## EXERCISE DIRECTIONS:
In the records that follow, locate every line with "writer" and extract it.

[Stored items]

--

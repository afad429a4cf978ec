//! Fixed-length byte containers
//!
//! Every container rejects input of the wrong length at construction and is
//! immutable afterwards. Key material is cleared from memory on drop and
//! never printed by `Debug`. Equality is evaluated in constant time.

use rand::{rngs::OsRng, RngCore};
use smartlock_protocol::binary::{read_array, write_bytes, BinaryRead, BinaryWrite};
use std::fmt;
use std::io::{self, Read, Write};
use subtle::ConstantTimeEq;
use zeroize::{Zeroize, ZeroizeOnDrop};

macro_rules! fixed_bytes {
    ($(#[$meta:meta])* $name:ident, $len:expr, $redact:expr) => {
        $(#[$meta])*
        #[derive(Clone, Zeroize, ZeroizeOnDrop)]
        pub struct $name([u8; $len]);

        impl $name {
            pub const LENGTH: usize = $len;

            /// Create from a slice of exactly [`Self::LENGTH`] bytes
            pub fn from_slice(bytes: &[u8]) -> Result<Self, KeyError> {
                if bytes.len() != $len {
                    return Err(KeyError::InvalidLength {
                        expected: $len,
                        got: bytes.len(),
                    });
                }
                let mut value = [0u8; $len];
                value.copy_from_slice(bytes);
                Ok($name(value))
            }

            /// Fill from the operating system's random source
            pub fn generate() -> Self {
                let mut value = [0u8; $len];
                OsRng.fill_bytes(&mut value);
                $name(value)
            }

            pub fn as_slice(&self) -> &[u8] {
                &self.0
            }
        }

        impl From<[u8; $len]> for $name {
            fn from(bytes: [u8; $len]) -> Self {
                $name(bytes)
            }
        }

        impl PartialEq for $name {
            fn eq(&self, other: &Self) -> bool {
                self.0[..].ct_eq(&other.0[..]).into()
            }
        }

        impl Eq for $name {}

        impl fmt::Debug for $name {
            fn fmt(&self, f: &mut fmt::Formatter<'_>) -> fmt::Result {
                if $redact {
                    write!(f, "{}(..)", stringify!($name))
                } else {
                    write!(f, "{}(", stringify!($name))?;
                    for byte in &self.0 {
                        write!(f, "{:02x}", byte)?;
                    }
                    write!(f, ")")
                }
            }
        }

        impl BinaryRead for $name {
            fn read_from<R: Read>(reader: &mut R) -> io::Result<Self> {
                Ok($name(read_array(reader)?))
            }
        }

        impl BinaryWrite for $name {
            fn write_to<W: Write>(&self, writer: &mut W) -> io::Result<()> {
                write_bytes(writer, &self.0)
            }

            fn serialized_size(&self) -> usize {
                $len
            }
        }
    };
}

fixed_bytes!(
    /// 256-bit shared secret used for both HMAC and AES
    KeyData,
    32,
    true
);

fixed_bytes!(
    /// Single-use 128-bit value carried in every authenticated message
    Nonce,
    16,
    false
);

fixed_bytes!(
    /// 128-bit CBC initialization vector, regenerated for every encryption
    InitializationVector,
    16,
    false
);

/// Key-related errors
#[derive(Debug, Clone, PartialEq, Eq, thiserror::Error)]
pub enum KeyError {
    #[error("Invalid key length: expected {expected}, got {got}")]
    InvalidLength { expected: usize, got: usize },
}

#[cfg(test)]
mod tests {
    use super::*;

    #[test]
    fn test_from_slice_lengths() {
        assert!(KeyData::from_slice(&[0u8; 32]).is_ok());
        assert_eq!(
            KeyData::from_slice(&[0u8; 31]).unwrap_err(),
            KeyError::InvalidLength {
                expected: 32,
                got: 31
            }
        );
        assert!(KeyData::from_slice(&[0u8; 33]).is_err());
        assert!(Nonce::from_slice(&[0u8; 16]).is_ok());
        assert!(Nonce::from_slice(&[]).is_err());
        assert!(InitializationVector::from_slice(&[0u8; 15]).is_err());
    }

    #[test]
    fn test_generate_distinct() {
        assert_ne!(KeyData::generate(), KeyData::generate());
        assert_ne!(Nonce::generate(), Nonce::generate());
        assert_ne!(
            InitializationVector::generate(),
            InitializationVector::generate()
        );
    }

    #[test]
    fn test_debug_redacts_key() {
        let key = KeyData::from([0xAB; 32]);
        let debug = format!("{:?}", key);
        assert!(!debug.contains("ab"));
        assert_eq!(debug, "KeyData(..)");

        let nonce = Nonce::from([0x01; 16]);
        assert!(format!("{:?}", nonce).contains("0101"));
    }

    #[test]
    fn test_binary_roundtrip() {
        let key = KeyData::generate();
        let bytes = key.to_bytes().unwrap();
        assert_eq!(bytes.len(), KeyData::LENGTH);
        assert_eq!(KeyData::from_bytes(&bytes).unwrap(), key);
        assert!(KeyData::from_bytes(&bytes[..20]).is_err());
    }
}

--

## FINISHED EXERCISE:
            fn write_to<W: Write>(&self, writer: &mut W) -> io::Result<()> {
                write_bytes(writer, &self.0)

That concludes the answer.